Methodology
Methodology
Section titled “Methodology”Canopi’s predictions are built on decades of field observations from the US Forest Service, combined with soil, climate, and terrain data through gradient-boosted machine learning.
Training data
Section titled “Training data”The foundation is the USFS Forest Inventory and Analysis (FIA) program — a nationwide network of permanent forest plots measured by field crews on rotating cycles. Each plot records individual tree measurements: species, size, condition, and critically, whether the tree is alive or dead at each remeasurement.
FIA is the gold standard for US forest data. Plots are systematically distributed across all forest land, remeasured every 5-10 years, and maintained with consistent methodology spanning decades. For the Pacific Northwest, this provides thousands of observed survival and mortality events across the full range of species and site conditions.
Feature engineering
Section titled “Feature engineering”Raw FIA observations are enriched with environmental data from four additional sources:
SSURGO (Soil Survey) — Detailed soil properties at each site: organic matter content, available water capacity, clay percentage, and drainage class.
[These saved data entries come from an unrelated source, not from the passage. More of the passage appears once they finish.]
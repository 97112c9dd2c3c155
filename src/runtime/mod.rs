mod counting;
mod process;
mod tasks;

use std::sync::Arc;

pub use counting::{foreign_call_count, record_foreign_call, AllocCounters, CountingAlloc};
pub use process::ProcessSource;
pub use tasks::TokioTaskSource;

/// Number of slots in the circular GC pause history of [`MemStats`].
pub const PAUSE_HISTORY_LEN: usize = 256;

/// Runtime introspection the collector samples from.
///
/// Implementations are expected to be cheap and infallible; the collector
/// calls them while holding its snapshot lock.
pub trait RuntimeSource: Send + Sync {
    /// Current number of concurrently schedulable execution units. What
    /// counts as one is up to the source: [`ProcessSource`] reports OS
    /// threads, [`TokioTaskSource`] reports live tokio tasks.
    fn num_tasks(&self) -> u64;

    /// Number of calls made into foreign code so far.
    fn num_foreign_calls(&self) -> u64;

    /// A fresh memory and GC statistics record.
    fn read_mem_stats(&self) -> MemStats;
}

impl<T: RuntimeSource + ?Sized> RuntimeSource for Arc<T> {
    fn num_tasks(&self) -> u64 {
        (**self).num_tasks()
    }

    fn num_foreign_calls(&self) -> u64 {
        (**self).num_foreign_calls()
    }

    fn read_mem_stats(&self) -> MemStats {
        (**self).read_mem_stats()
    }
}

impl<T: RuntimeSource + ?Sized> RuntimeSource for Box<T> {
    fn num_tasks(&self) -> u64 {
        (**self).num_tasks()
    }

    fn num_foreign_calls(&self) -> u64 {
        (**self).num_foreign_calls()
    }

    fn read_mem_stats(&self) -> MemStats {
        (**self).read_mem_stats()
    }
}

#[derive(Clone, Copy, Debug, PartialEq)]
pub struct MemStats {
    // General
    pub alloc: u64,
    pub total_alloc: u64,
    pub sys: u64,
    pub lookups: u64,
    pub mallocs: u64,
    pub frees: u64,

    // Heap
    pub heap_alloc: u64,
    pub heap_sys: u64,
    pub heap_idle: u64,
    pub heap_inuse: u64,
    pub heap_released: u64,
    pub heap_objects: u64,

    // Stack and allocator bookkeeping
    pub stack_inuse: u64,
    pub stack_sys: u64,
    pub mspan_inuse: u64,
    pub mspan_sys: u64,
    pub mcache_inuse: u64,
    pub mcache_sys: u64,
    pub other_sys: u64,

    // GC
    pub gc_sys: u64,
    pub next_gc: u64,
    /// Nanoseconds since the Unix epoch, zero if no GC has run.
    pub last_gc: u64,
    pub pause_total_ns: u64,
    /// Circular buffer of recent pause durations; the latest pause lives at
    /// `(num_gc + 255) % 256`.
    pub pause_ns: [u64; PAUSE_HISTORY_LEN],
    pub num_gc: u32,
    pub gc_cpu_fraction: f64,
}

impl Default for MemStats {
    fn default() -> Self {
        MemStats {
            alloc: 0,
            total_alloc: 0,
            sys: 0,
            lookups: 0,
            mallocs: 0,
            frees: 0,
            heap_alloc: 0,
            heap_sys: 0,
            heap_idle: 0,
            heap_inuse: 0,
            heap_released: 0,
            heap_objects: 0,
            stack_inuse: 0,
            stack_sys: 0,
            mspan_inuse: 0,
            mspan_sys: 0,
            mcache_inuse: 0,
            mcache_sys: 0,
            other_sys: 0,
            gc_sys: 0,
            next_gc: 0,
            last_gc: 0,
            pause_total_ns: 0,
            pause_ns: [0; PAUSE_HISTORY_LEN],
            num_gc: 0,
            gc_cpu_fraction: 0.0,
        }
    }
}
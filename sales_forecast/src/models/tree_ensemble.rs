//! Tree ensembles stored as flat node arrays

use crate::error::{ForecastError, Result};
use crate::features::FEATURE_COUNT;
use serde::Deserialize;

/// Marker for "no child" in `children_left`/`children_right`
const LEAF: i64 = -1;

/// A binary regression tree in array form.
///
/// Node `i` is a leaf when `children_left[i] == -1`; otherwise a sample goes
/// left when `x[feature[i]] <= threshold[i]`.
#[derive(Debug, Clone, Deserialize)]
pub(crate) struct DecisionTree {
    children_left: Vec<i64>,
    children_right: Vec<i64>,
    feature: Vec<i64>,
    threshold: Vec<f64>,
    value: Vec<f64>,
}

impl DecisionTree {
    pub(crate) fn validate(&self) -> Result<()> {
        let n = self.value.len();
        if n == 0 {
            return Err(ForecastError::ArtifactError("Tree has no nodes".to_string()));
        }
        if self.children_left.len() != n
            || self.children_right.len() != n
            || self.feature.len() != n
            || self.threshold.len() != n
        {
            return Err(ForecastError::ArtifactError(
                "Tree node arrays have different lengths".to_string(),
            ));
        }

        for node in 0..n {
            let (left, right) = (self.children_left[node], self.children_right[node]);
            if left == LEAF {
                if right != LEAF {
                    return Err(ForecastError::ArtifactError(format!(
                        "Node {} has a right child but no left child",
                        node
                    )));
                }
                continue;
            }

            // Children after their parent means every walk terminates
            for child in [left, right] {
                if child <= node as i64 || child >= n as i64 {
                    return Err(ForecastError::ArtifactError(format!(
                        "Node {} has out-of-order child {}",
                        node, child
                    )));
                }
            }
            let feature = self.feature[node];
            if feature < 0 || feature >= FEATURE_COUNT as i64 {
                return Err(ForecastError::ArtifactError(format!(
                    "Node {} splits on unknown feature {}",
                    node, feature
                )));
            }
        }
        Ok(())
    }

    pub(crate) fn predict_one(&self, x: &[f64; FEATURE_COUNT]) -> f64 {
        let mut node = 0;
        loop {
            let left = self.children_left[node];
            if left == LEAF {
                return self.value[node];
            }
            let feature = self.feature[node] as usize;
            node = if x[feature] <= self.threshold[node] {
                left as usize
            } else {
                self.children_right[node] as usize
            };
        }
    }
}

/// Averages the output of its trees
#[derive(Debug, Clone, Deserialize)]
pub(crate) struct RandomForest {
    pub(crate) feature_names: Vec<String>,
    trees: Vec<DecisionTree>,
}

impl RandomForest {
    pub(crate) fn validate(&self) -> Result<()> {
        if self.trees.is_empty() {
            return Err(ForecastError::ArtifactError(
                "Random forest has no trees".to_string(),
            ));
        }
        self.trees.iter().try_for_each(DecisionTree::validate)
    }

    pub(crate) fn predict_one(&self, x: &[f64; FEATURE_COUNT]) -> f64 {
        let sum: f64 = self.trees.iter().map(|t| t.predict_one(x)).sum();
        sum / self.trees.len() as f64
    }
}

/// `init + learning_rate * sum(trees)`
#[derive(Debug, Clone, Deserialize)]
pub(crate) struct GradientBoosting {
    pub(crate) feature_names: Vec<String>,
    init: f64,
    learning_rate: f64,
    trees: Vec<DecisionTree>,
}

impl GradientBoosting {
    pub(crate) fn validate(&self) -> Result<()> {
        if !(self.learning_rate > 0.0 && self.learning_rate.is_finite()) {
            return Err(ForecastError::ArtifactError(format!(
                "Learning rate must be positive, got {}",
                self.learning_rate
            )));
        }
        self.trees.iter().try_for_each(DecisionTree::validate)
    }

    pub(crate) fn predict_one(&self, x: &[f64; FEATURE_COUNT]) -> f64 {
        let sum: f64 = self.trees.iter().map(|t| t.predict_one(x)).sum();
        self.init + self.learning_rate * sum
    }
}
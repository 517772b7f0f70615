//! Pre-trained quantity regressors

use crate::error::{ForecastError, Result};
use crate::features::{FeatureRow, FEATURE_COLUMNS, FEATURE_COUNT};
use serde::Deserialize;
use std::fmt::Debug;
use std::fs::File;
use std::io::BufReader;
use std::path::Path;
use tracing::info;

mod linear;
mod tree_ensemble;

use linear::LinearRegression;
use tree_ensemble::{GradientBoosting, RandomForest};

/// Anything that maps feature rows to predicted quantities
pub trait Predictor: Debug {
    /// Predict one quantity per row, in row order
    fn predict(&self, rows: &[FeatureRow]) -> Result<Vec<f64>>;

    /// Name of the model
    fn name(&self) -> &str;
}

/// A model artifact as exported by the training pipeline
#[derive(Debug, Clone, Deserialize)]
#[serde(tag = "kind", rename_all = "snake_case")]
enum ModelArtifact {
    Linear(LinearRegression),
    RandomForest(RandomForest),
    GradientBoosting(GradientBoosting),
}

impl ModelArtifact {
    fn feature_names(&self) -> &[String] {
        match self {
            ModelArtifact::Linear(m) => &m.feature_names,
            ModelArtifact::RandomForest(m) => &m.feature_names,
            ModelArtifact::GradientBoosting(m) => &m.feature_names,
        }
    }

    fn validate(&self) -> Result<()> {
        check_feature_names(self.feature_names())?;
        match self {
            ModelArtifact::Linear(m) => m.validate(),
            ModelArtifact::RandomForest(m) => m.validate(),
            ModelArtifact::GradientBoosting(m) => m.validate(),
        }
    }
}

/// A validated pre-trained regressor.
///
/// Only obtainable through the loaders or `Deserialize`, both of which check
/// the feature schema and the tree structure, so prediction never walks a
/// malformed tree.
#[derive(Debug, Clone, Deserialize)]
#[serde(try_from = "ModelArtifact")]
pub struct RegressionModel {
    artifact: ModelArtifact,
}

impl TryFrom<ModelArtifact> for RegressionModel {
    type Error = ForecastError;

    fn try_from(artifact: ModelArtifact) -> Result<Self> {
        artifact.validate()?;
        Ok(Self { artifact })
    }
}

impl RegressionModel {
    /// Load and validate a JSON model artifact
    pub fn from_json_file<P: AsRef<Path>>(path: P) -> Result<Self> {
        let path = path.as_ref();
        let reader = BufReader::new(File::open(path)?);
        let artifact: ModelArtifact = serde_json::from_reader(reader)?;
        let model = Self::try_from(artifact)?;
        info!(path = %path.display(), model = model.name(), "loaded regression model");
        Ok(model)
    }

    /// Parse and validate a model from a JSON string
    pub fn from_json_str(json: &str) -> Result<Self> {
        let artifact: ModelArtifact = serde_json::from_str(json)?;
        Self::try_from(artifact)
    }

    fn predict_one(&self, x: &[f64; FEATURE_COUNT]) -> f64 {
        match &self.artifact {
            ModelArtifact::Linear(m) => m.predict_one(x),
            ModelArtifact::RandomForest(m) => m.predict_one(x),
            ModelArtifact::GradientBoosting(m) => m.predict_one(x),
        }
    }
}

impl Predictor for RegressionModel {
    fn predict(&self, rows: &[FeatureRow]) -> Result<Vec<f64>> {
        Ok(rows
            .iter()
            .map(|row| self.predict_one(&row.to_vector()))
            .collect())
    }

    fn name(&self) -> &str {
        match &self.artifact {
            ModelArtifact::Linear(_) => "linear regression",
            ModelArtifact::RandomForest(_) => "random forest",
            ModelArtifact::GradientBoosting(_) => "gradient boosting",
        }
    }
}

/// The artifact must have been trained on exactly our column order
fn check_feature_names(names: &[String]) -> Result<()> {
    let matches = names.len() == FEATURE_COUNT
        && names.iter().zip(FEATURE_COLUMNS.iter()).all(|(a, b)| a == b);
    if !matches {
        return Err(ForecastError::ArtifactError(format!(
            "Model features {:?} do not match expected columns {:?}",
            names, FEATURE_COLUMNS
        )));
    }
    Ok(())
}

#[cfg(test)]
mod tests {
    use super::*;

    #[test]
    fn test_feature_schema_mismatch() {
        let json = r#"{
            "kind": "linear",
            "feature_names": ["is_weekend", "dayofweek", "bulan", "tahun", "Merk",
                              "Kategori ID", "Metode Penjualan", "Harga Jual", "Diskon"],
            "intercept": 0.0,
            "coefficients": [0, 0, 0, 0, 0, 0, 0, 0, 0]
        }"#;
        assert!(matches!(
            RegressionModel::from_json_str(json),
            Err(ForecastError::ArtifactError(_))
        ));
    }

    #[test]
    fn test_unknown_kind() {
        let json = r#"{"kind": "svm", "feature_names": []}"#;
        assert!(matches!(
            RegressionModel::from_json_str(json),
            Err(ForecastError::JsonError(_))
        ));
    }
}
These capture the below-ground conditions that determine root access to water and nutrients.
PRISM (Climate) — 30-year climate normals at 4km resolution: precipitation, maximum and mean temperature, dew point temperature, and vapor pressure deficit. These capture the atmospheric conditions that drive water stress.
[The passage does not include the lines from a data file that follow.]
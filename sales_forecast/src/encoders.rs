//! Fixed label encoders produced by the external fitting process

use crate::error::{ForecastError, Result};
use serde::Deserialize;
use std::fs::File;
use std::io::BufReader;
use std::path::Path;
use tracing::info;

#[derive(Debug, Deserialize)]
struct EncoderArtifact {
    classes: Vec<String>,
}

/// String-to-code mapping where a label's code is its index in the sorted
/// class list.
#[derive(Debug, Clone, PartialEq, Eq)]
pub struct LabelEncoder {
    name: String,
    classes: Vec<String>,
}

impl LabelEncoder {
    /// Create an encoder from its class list.
    ///
    /// The classes must be strictly ascending, which is how the fitting
    /// process stores them.
    pub fn new(name: &str, classes: Vec<String>) -> Result<Self> {
        if classes.is_empty() {
            return Err(ForecastError::ArtifactError(format!(
                "The {} encoder has no classes",
                name
            )));
        }
        if let Some(pair) = classes.windows(2).find(|pair| pair[0] >= pair[1]) {
            return Err(ForecastError::ArtifactError(format!(
                "The {} encoder classes are not sorted and unique ('{}' before '{}')",
                name, pair[0], pair[1]
            )));
        }

        Ok(Self {
            name: name.to_string(),
            classes,
        })
    }

    /// Load an encoder from a JSON artifact of the form `{"classes": [...]}`
    pub fn from_json_file<P: AsRef<Path>>(name: &str, path: P) -> Result<Self> {
        let path = path.as_ref();
        let reader = BufReader::new(File::open(path)?);
        let artifact: EncoderArtifact = serde_json::from_reader(reader)?;
        let encoder = Self::new(name, artifact.classes)?;
        info!(
            encoder = name,
            path = %path.display(),
            classes = encoder.classes.len(),
            "loaded label encoder"
        );
        Ok(encoder)
    }

    pub fn name(&self) -> &str {
        &self.name
    }

    pub fn classes(&self) -> &[String] {
        &self.classes
    }

    pub fn contains(&self, label: &str) -> bool {
        self.lookup(label).is_some()
    }

    /// Encode a label, failing when it was not seen during fitting
    pub fn transform(&self, label: &str) -> Result<usize> {
        self.lookup(label)
            .ok_or_else(|| ForecastError::UnknownLabel {
                encoder: self.name.clone(),
                label: label.to_string(),
            })
    }

    fn lookup(&self, label: &str) -> Option<usize> {
        self.classes
            .binary_search_by(|class| class.as_str().cmp(label))
            .ok()
    }
}

#[cfg(test)]
mod tests {
    use super::*;

    fn classes(labels: &[&str]) -> Vec<String> {
        labels.iter().map(|s| s.to_string()).collect()
    }

    #[test]
    fn test_transform_uses_sorted_index() {
        let encoder = LabelEncoder::new("channel", classes(&["Offline", "Online"])).unwrap();
        assert_eq!(encoder.transform("Offline").unwrap(), 0);
        assert_eq!(encoder.transform("Online").unwrap(), 1);
    }

    #[test]
    fn test_unknown_label() {
        let encoder = LabelEncoder::new("brand", classes(&["Acme", "Zeta"])).unwrap();
        match encoder.transform("Nope") {
            Err(ForecastError::UnknownLabel { encoder, label }) => {
                assert_eq!(encoder, "brand");
                assert_eq!(label, "Nope");
            }
            other => panic!("Expected UnknownLabel, got {:?}", other),
        }
        assert!(!encoder.contains("acme"));
    }

    #[test]
    fn test_rejects_unsorted_or_duplicate_classes() {
        assert!(LabelEncoder::new("brand", classes(&["Zeta", "Acme"])).is_err());
        assert!(LabelEncoder::new("brand", classes(&["Acme", "Acme"])).is_err());
        assert!(LabelEncoder::new("brand", Vec::new()).is_err());
    }
}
SRTM (Terrain) — Elevation data from the Shuttle Radar Topography Mission. Elevation interacts with climate to determine temperature regimes, frost exposure, and growing season length.
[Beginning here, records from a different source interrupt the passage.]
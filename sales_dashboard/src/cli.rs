use crate::commands;
use anyhow::Result;
use chrono::NaiveDate;
use clap::{Parser, Subcommand};
use sales_forecast::SalesChannel;
use std::path::PathBuf;

#[derive(Parser)]
#[command(name = "sales-dashboard")]
#[command(about = "Artlinx sales summary and what-if predictions", long_about = None)]
struct Cli {
    /// Path to the dashboard configuration file
    #[arg(long, global = true, default_value = "dashboard.toml")]
    config: PathBuf,

    #[command(subcommand)]
    command: Commands,
}

#[derive(Subcommand)]
enum Commands {
    /// Show monthly actual vs predicted quantities and write the chart
    Summary {
        /// Where to write the SVG chart (defaults to the configured path)
        #[arg(long)]
        chart: Option<PathBuf>,
    },
    /// List brands available for simulation
    Brands,
    /// List products available for simulation
    Products,
    /// Predict quantities for every local product of a brand
    SimulateBrand {
        /// Brand name (defaults to the first available brand)
        #[arg(long)]
        brand: Option<String>,
        /// Month, 1 to 12
        #[arg(long)]
        month: Option<u32>,
        /// Year
        #[arg(long)]
        year: Option<i32>,
        /// Discount percentage, 0 to 100
        #[arg(long)]
        discount: Option<u8>,
        /// Write the result spreadsheet; the directory defaults to the configured one
        #[arg(long, value_name = "DIR")]
        export: Option<Option<PathBuf>>,
    },
    /// Predict the quantity of one product on one date
    SimulateProduct {
        /// Product name
        #[arg(long)]
        product: String,
        /// Sales channel: online or offline
        #[arg(long)]
        channel: Option<SalesChannel>,
        /// Discount percentage, 0 to 100
        #[arg(long)]
        discount: Option<u8>,
        /// Transaction date (YYYY-MM-DD)
        #[arg(long)]
        date: Option<NaiveDate>,
    },
}

pub fn run() -> Result<()> {
    let cli = Cli::parse();
    let config = cli.config;

    match cli.command {
        Commands::Summary { chart } => commands::summary(&config, chart),
        Commands::Brands => commands::brands(&config),
        Commands::Products => commands::products(&config),
        Commands::SimulateBrand {
            brand,
            month,
            year,
            discount,
            export,
        } => commands::simulate_brand(&config, brand, month, year, discount, export),
        Commands::SimulateProduct {
            product,
            channel,
            discount,
            date,
        } => commands::simulate_product(&config, product, channel, discount, date),
    }
}
//! Ordinary linear regression

use crate::error::{ForecastError, Result};
use crate::features::FEATURE_COUNT;
use serde::Deserialize;

/// `intercept + coefficients · x`
#[derive(Debug, Clone, Deserialize)]
pub(crate) struct LinearRegression {
    pub(crate) feature_names: Vec<String>,
    intercept: f64,
    coefficients: Vec<f64>,
}

impl LinearRegression {
    pub(crate) fn validate(&self) -> Result<()> {
        if self.coefficients.len() != FEATURE_COUNT {
            return Err(ForecastError::ArtifactError(format!(
                "Linear model has {} coefficients, expected {}",
                self.coefficients.len(),
                FEATURE_COUNT
            )));
        }
        if !self.intercept.is_finite() || self.coefficients.iter().any(|c| !c.is_finite()) {
            return Err(ForecastError::ArtifactError(
                "Linear model parameters must be finite".to_string(),
            ));
        }
        Ok(())
    }

    pub(crate) fn predict_one(&self, x: &[f64; FEATURE_COUNT]) -> f64 {
        self.intercept
            + self
                .coefficients
                .iter()
                .zip(x.iter())
                .map(|(w, v)| w * v)
                .sum::<f64>()
    }
}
Planting method — Modeled as a categorical feature distinguishing manual planting from drone seeding, allowing the model to learn method-specific survival patterns.
Model architecture
Section titled “Model architecture”The current model (Mycel v0.2) uses XGBoost (eXtreme Gradient Boosting), a gradient-boosted decision tree algorithm. XGBoost was chosen for three reasons: it handles mixed feature types (continuous soil values + categorical method variable) naturally, it performs well on tabular ecological data without requiring the data volumes of deep learning, and it supports SHAP-based explainability so every prediction can be decomposed into contributing factors.
The model was trained on observed survival/mortality events from FIA permanent plots, with 17 input features capturing soil, climate, terrain, tree condition, and planting method.
Prediction generation
Section titled “Prediction generation”Rather than running the model in real-time for each API call, Canopi pre-computes predictions across a dense grid of site-species-method-horizon combinations. This means 17,974 sites × 20 species × 2 methods × 3 horizons = 2,156,880 predictions, each with full SHAP decomposition.
Pre-computation enables instant API response times and ensures that SHAP risk factors are always available without additional computation.
Explainability
Section titled “Explainability”Every prediction includes SHAP values for all 17 input features. SHAP decomposes the prediction into the additive contribution of each feature — how much each soil property, climate variable, and site characteristic pushed the survival probability up or down relative to the baseline.
The API surfaces the top 3 actionable risk factors from this decomposition, filtered to exclude structural features (species code, state code, horizon) that aren’t decision-relevant for the API consumer.